Drei Personen verhaftet wegen häuslicher Gewalt, beschlagnahmte Waffen und Mengen Munition

Drei Menschen wurden in Vushtrri als Verdächtige von häuslicher Gewalt verhaftet, schreibt Periscopi. Inzwischen hat die Polizei berichtet, dass sie mit Waffen und erheblichen Mengen an Munition gefunden wurden. Vollständige Ankündigung: Polizei in Vushtrri verhaften drei Personen, die Verdacht auf ein häusliches Gewaltfall haben, Waffen und Vushtrri Munition ergreifen, 16 [...]
Inzwischen hat die Polizei berichtet, dass sie mit Waffen und erheblichen Mengen an Munition gefunden wurden.
Vollständige Ankündigung:
Polizei in Vushtrri verhaftet drei Personen, die Verdacht auf ein häusliches Gewaltfall haben, beschlagnahmte Waffen und Munition
Dauer, 16. Juni 2025
Am 16. Juni 2025, ca. 10: 00 Uhr, wurde die Polizei in Vushtrri über einen Fall häuslicher Gewalt informiert, in dem das Opfer angekündigt hatte, dass der Mann und die Familienmitglieder ihr physisch missbraucht hatten.

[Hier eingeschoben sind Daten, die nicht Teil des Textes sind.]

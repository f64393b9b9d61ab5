use crate::core::models::FlightStatus;
use chrono::{DateTime, Duration as ChronoDuration, Utc};
use std::time::Duration;

const FAR_HORIZON_HOURS: i64 = 48;
const NEAR_HORIZON_HOURS: i64 = 6;
const IMMINENT_HORIZON_HOURS: i64 = 2;

const FAR_INTERVAL: Duration = Duration::from_secs(6 * 60 * 60);
const NEAR_INTERVAL: Duration = Duration::from_secs(30 * 60);
const IMMINENT_INTERVAL: Duration = Duration::from_secs(5 * 60);

/// When a flight has no scheduled arrival, keep polling this long past
/// departure before giving up on the landing.
const DEFAULT_ARRIVAL_WINDOW_HOURS: i64 = 6;

/// Tiered poll cadence for one flight. `None` means "do not poll".
///
/// The tiers bound third-party call volume while keeping staleness under
/// ten minutes during the window that matters (boarding through landing):
///
/// - more than 48h out: no polling
/// - 48h to 6h out: every 6 hours
/// - 6h to 2h out: every 30 minutes
/// - 2h out through arrival: every 5 minutes
///
/// Boundary times (exactly 48h, 6h, 2h out) fall into the tighter tier.
/// A terminal cached status (landed, cancelled) stops polling regardless
/// of the clock.
pub fn next_interval(
    now: DateTime<Utc>,
    scheduled_start: DateTime<Utc>,
    scheduled_end: Option<DateTime<Utc>>,
    known_status: Option<FlightStatus>,
) -> Option<Duration> {
    if known_status.is_some_and(|s| s.is_terminal()) {
        return None;
    }

    let arrival = scheduled_end
        .unwrap_or_else(|| scheduled_start + ChronoDuration::hours(DEFAULT_ARRIVAL_WINDOW_HOURS));
    if now > arrival {
        return None;
    }

    let until_departure = scheduled_start.signed_duration_since(now);

    if until_departure > ChronoDuration::hours(FAR_HORIZON_HOURS) {
        None
    } else if until_departure > ChronoDuration::hours(NEAR_HORIZON_HOURS) {
        Some(FAR_INTERVAL)
    } else if until_departure > ChronoDuration::hours(IMMINENT_HORIZON_HOURS) {
        Some(NEAR_INTERVAL)
    } else {
        Some(IMMINENT_INTERVAL)
    }
}

#[cfg(test)]
mod tests {
    use super::*;
    use chrono::TimeZone;

    fn base() -> DateTime<Utc> {
        Utc.with_ymd_and_hms(2026, 6, 1, 12, 0, 0).unwrap()
    }

    #[test]
    fn test_no_polling_far_out() {
        let now = base();
        let start = now + ChronoDuration::hours(72);
        assert_eq!(next_interval(now, start, None, None), None);
    }

    #[test]
    fn test_six_hour_tier() {
        let now = base();
        let start = now + ChronoDuration::hours(24);
        assert_eq!(next_interval(now, start, None, None), Some(FAR_INTERVAL));
    }

    #[test]
    fn test_thirty_minute_tier() {
        let now = base();
        let start = now + ChronoDuration::hours(4);
        assert_eq!(next_interval(now, start, None, None), Some(NEAR_INTERVAL));
    }

    #[test]
    fn test_five_minute_tier() {
        let now = base();
        let start = now + ChronoDuration::minutes(45);
        assert_eq!(next_interval(now, start, None, None), Some(IMMINENT_INTERVAL));
    }

    #[test]
    fn test_boundaries_belong_to_tighter_tier() {
        let now = base();

        let start = now + ChronoDuration::hours(48);
        assert_eq!(next_interval(now, start, None, None), Some(FAR_INTERVAL));

        let start = now + ChronoDuration::hours(6);
        assert_eq!(next_interval(now, start, None, None), Some(NEAR_INTERVAL));

        let start = now + ChronoDuration::hours(2);
        assert_eq!(next_interval(now, start, None, None), Some(IMMINENT_INTERVAL));
    }

    #[test]
    fn test_in_flight_polls_until_scheduled_arrival() {
        let now = base();
        let start = now - ChronoDuration::hours(3);
        let end = now + ChronoDuration::hours(2);
        assert_eq!(
            next_interval(now, start, Some(end), Some(FlightStatus::Active)),
            Some(IMMINENT_INTERVAL)
        );
    }

    #[test]
    fn test_no_polling_after_arrival() {
        let now = base();
        let start = now - ChronoDuration::hours(10);
        let end = now - ChronoDuration::hours(1);
        assert_eq!(next_interval(now, start, Some(end), None), None);
    }

    #[test]
    fn test_missing_arrival_uses_default_window() {
        let now = base();

        // Departed 5h ago, no scheduled arrival: still inside the window.
        let start = now - ChronoDuration::hours(5);
        assert_eq!(next_interval(now, start, None, None), Some(IMMINENT_INTERVAL));

        // Departed 7h ago: window closed.
        let start = now - ChronoDuration::hours(7);
        assert_eq!(next_interval(now, start, None, None), None);
    }

    #[test]
    fn test_terminal_status_stops_polling() {
        let now = base();
        let start = now + ChronoDuration::hours(1);
        assert_eq!(
            next_interval(now, start, None, Some(FlightStatus::Landed)),
            None
        );
        assert_eq!(
            next_interval(now, start, None, Some(FlightStatus::Cancelled)),
            None
        );
        assert_eq!(
            next_interval(now, start, None, Some(FlightStatus::Diverted)),
            Some(IMMINENT_INTERVAL)
        );
    }

    #[test]
    fn test_interval_non_increasing_as_departure_nears() {
        let now = base();
        let mut last = Duration::MAX;

        for hours_out in (0..=48).rev() {
            let start = now + ChronoDuration::hours(hours_out);
            if let Some(interval) = next_interval(now, start, None, None) {
                assert!(
                    interval <= last,
                    "interval grew from {last:?} to {interval:?} at {hours_out}h out"
                );
                last = interval;
            }
        }
    }
}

Die Polizei hatte an diesem Anlass sofort interniert, aber sie hatten Widerstand gegen die Verhaftung der Verdächtigen getroffen und wurden von einem anderen Familienmitglied behindert. Nachdem die Situation unter Kontrolle gebracht worden war und die drei verdächtigen Personen verhaftet worden waren, wurde eine Suche nach den Verdächtigen durchgeführt, mit denen eine Luftgewehre, ein Jagdgewehr, ein M-48 Gewehr, ein Bogen, ein Messer und eine beträchtliche Menge an verschiedenen Munitions- und Bogenpfeilen gefunden worden war. Waffen und Munition wurden als materielle Beweise beschlagnahmt und verfolgt. Das Opfer hat eine medizinische Behandlung wegen Verletzungen akzeptiert.
Nach dem Eingriff und anderen Ermittlungsverfahren wurde der Fall gegen Verdächtigen im Verdacht, kriminelle Handlungen zu begehen, eingeleitet: , leicht körperlichen Zugriff”, Besitz, Kontrolle oder unberechtigte Besitz der Waffe” und , Pinging der offiziellen Person bei der Erfüllung der offiziellen Pflicht”
Mit der Entscheidung des Staatsanwalts wurden drei Personen, die im Fall vermutet wurden, die 48-Stunden-polizeiliche Haftmaßnahme zugewiesen.